To celebrate Lassiter's 20th anniversary. The Bishops, along with Sky and several of their neighbours, go on a joyflight to Tasmania. The flights ends in tragedy when a planted bomb explodes, causing the plane to crash in the Bass Strait. A few days later, David's body is found, but Liljana and Serena's are not. David is identified by Sky and her adoptive father, Joe Mangel (Mark Little). A memorial service is held at the community hall and David is buried with only Harold and Sky present.

==Reception==
Eleanor Sprawson of The Advertiser praised the casting of Harrington as Smith's on-screen son, stating "It's when the chins wobble in unison as the two reach to shake hands that the connoisseur of Aussie soap realises this isn't just a casting coup: it's casting genius." A writer for the BBC's Neighbours website stated that David's most notable moment was "Getting himself into financial trouble and keeping it a secret." Brian Courtis from The Age branded David "Harold's hapless offspring". A writer for Ausculture placed David eighth on their Top Ten Aussie Soap Villains list.
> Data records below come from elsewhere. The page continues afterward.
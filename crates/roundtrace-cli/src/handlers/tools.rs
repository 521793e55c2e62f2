use anyhow::Result;

use super::{emit, load_session, require_round};
use crate::args::LogArgs;
use crate::context::ExecutionContext;
use crate::presentation::text::render_tools;
use crate::presentation::views::ToolsView;

pub fn handle(log: &LogArgs, round: Option<usize>, ctx: &ExecutionContext) -> Result<()> {
    let reconstruction = load_session(log)?;
    let session = &reconstruction.session;
    if let Some(index) = round {
        require_round(session, index)?;
    }

    let view = ToolsView::from_session(session, round, ctx.window, ctx.preview_chars);
    emit(ctx, &view, render_tools)
}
They said that David deserved a mention for a number of reasons, including being the father of "snotty child Serena". But they explained that David is on the list for "his heartless attempt to ensure Lou gets bum-raped in the prison showers. When a man is desperate enough to ask for money to pay off his jail's stand over men, it is NOT the time to take a moral stand on bullying." In 2015, a Herald Sun reporter included David's death in their "Neighbours' 30 most memorable moments" feature.